◆ Available data:
mod cli;

use std::process::ExitCode;

fn main() -> ExitCode {
    cli::run()
}
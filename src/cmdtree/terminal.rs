//! Injected input and output streams.
//!
//! The framework never touches stdin/stdout directly; it talks to a [`Terminal`].
//! [`StdTerminal`] is the process-backed implementation used by binaries, and
//! [`MemoryTerminal`] scripts input and captures output for tests.

use console::Term;
use std::collections::VecDeque;
use std::io::{self, BufRead, IsTerminal};

/// Line-oriented output sinks plus a line-oriented input source.
pub trait Terminal {
    fn write_out(&mut self, text: &str) -> io::Result<()>;

    fn write_err(&mut self, text: &str) -> io::Result<()>;

    /// Reads one line without its terminator. `None` means the input is closed.
    fn read_line(&mut self) -> io::Result<Option<String>>;

    /// Like [`Terminal::read_line`], but the entered characters are not echoed.
    fn read_secret_line(&mut self) -> io::Result<Option<String>>;
}

/// Process stdout/stderr (via `console`) and stdin.
pub struct StdTerminal {
    out: Term,
    err: Term,
}

impl StdTerminal {
    pub fn new() -> Self {
        Self {
            out: Term::stdout(),
            err: Term::stderr(),
        }
    }
}

impl Default for StdTerminal {
    fn default() -> Self {
        Self::new()
    }
}

impl Terminal for StdTerminal {
    fn write_out(&mut self, text: &str) -> io::Result<()> {
        self.out.write_str(text)
    }

    fn write_err(&mut self, text: &str) -> io::Result<()> {
        self.err.write_str(text)
    }

    fn read_line(&mut self) -> io::Result<Option<String>> {
        let mut line = String::new();
        let read = io::stdin().lock().read_line(&mut line)?;
        if read == 0 {
            return Ok(None);
        }
        Ok(Some(strip_line_ending(line)))
    }

    fn read_secret_line(&mut self) -> io::Result<Option<String>> {
        // Piped input has no echo to suppress.
        if !io::stdin().is_terminal() {
            return self.read_line();
        }
        self.out.read_secure_line().map(Some)
    }
}

fn strip_line_ending(mut line: String) -> String {
    while line.ends_with('\n') || line.ends_with('\r') {
        line.pop();
    }
    line
}

/// Scripted input and captured output.
///
/// Lines read with [`Terminal::read_line`] are echoed into the captured output,
/// as a real terminal would show them; secret lines are not.
#[derive(Debug, Default)]
pub struct MemoryTerminal {
    input: VecDeque<String>,
    out: String,
    err: String,
}

impl MemoryTerminal {
    pub fn new() -> Self {
        Self::default()
    }

    /// Queues every line of `text` as input.
    pub fn with_input(text: &str) -> Self {
        let mut term = Self::new();
        for line in text.lines() {
            term.push_line(line);
        }
        term
    }

    pub fn push_line(&mut self, line: &str) {
        self.input.push_back(line.to_string());
    }

    pub fn output(&self) -> &str {
        &self.out
    }

    pub fn errors(&self) -> &str {
        &self.err
    }

    pub fn pending_input(&self) -> usize {
        self.input.len()
    }
}

impl Terminal for MemoryTerminal {
    fn write_out(&mut self, text: &str) -> io::Result<()> {
        self.out.push_str(text);
        Ok(())
    }

    fn write_err(&mut self, text: &str) -> io::Result<()> {
        self.err.push_str(text);
        Ok(())
    }

    fn read_line(&mut self) -> io::Result<Option<String>> {
        let line = self.input.pop_front();
        if let Some(line) = &line {
            self.out.push_str(line);
            self.out.push('\n');
        }
        Ok(line)
    }

    fn read_secret_line(&mut self) -> io::Result<Option<String>> {
        let line = self.input.pop_front();
        if line.is_some() {
            self.out.push('\n');
        }
        Ok(line)
    }
}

◆ Aim of the task:
Only the lines above starting at the one containing "Lines read with" and ending at the one containing "pub fn output(&self)", both included, are to be returned, exactly as they read.

◆ Answer to this problem:
/// Lines read with [`Terminal::read_line`] are echoed into the captured output,
/// as a real terminal would show them; secret lines are not.
#[derive(Debug, Default)]
pub struct MemoryTerminal {
    input: VecDeque<String>,
    out: String,
    err: String,
}

impl MemoryTerminal {
    pub fn new() -> Self {
        Self::default()
    }

    /// Queues every line of `text` as input.
    pub fn with_input(text: &str) -> Self {
        let mut term = Self::new();
        for line in text.lines() {
            term.push_line(line);
        }
        term
    }

    pub fn push_line(&mut self, line: &str) {
        self.input.push_back(line.to_string());
    }

    pub fn output(&self) -> &str {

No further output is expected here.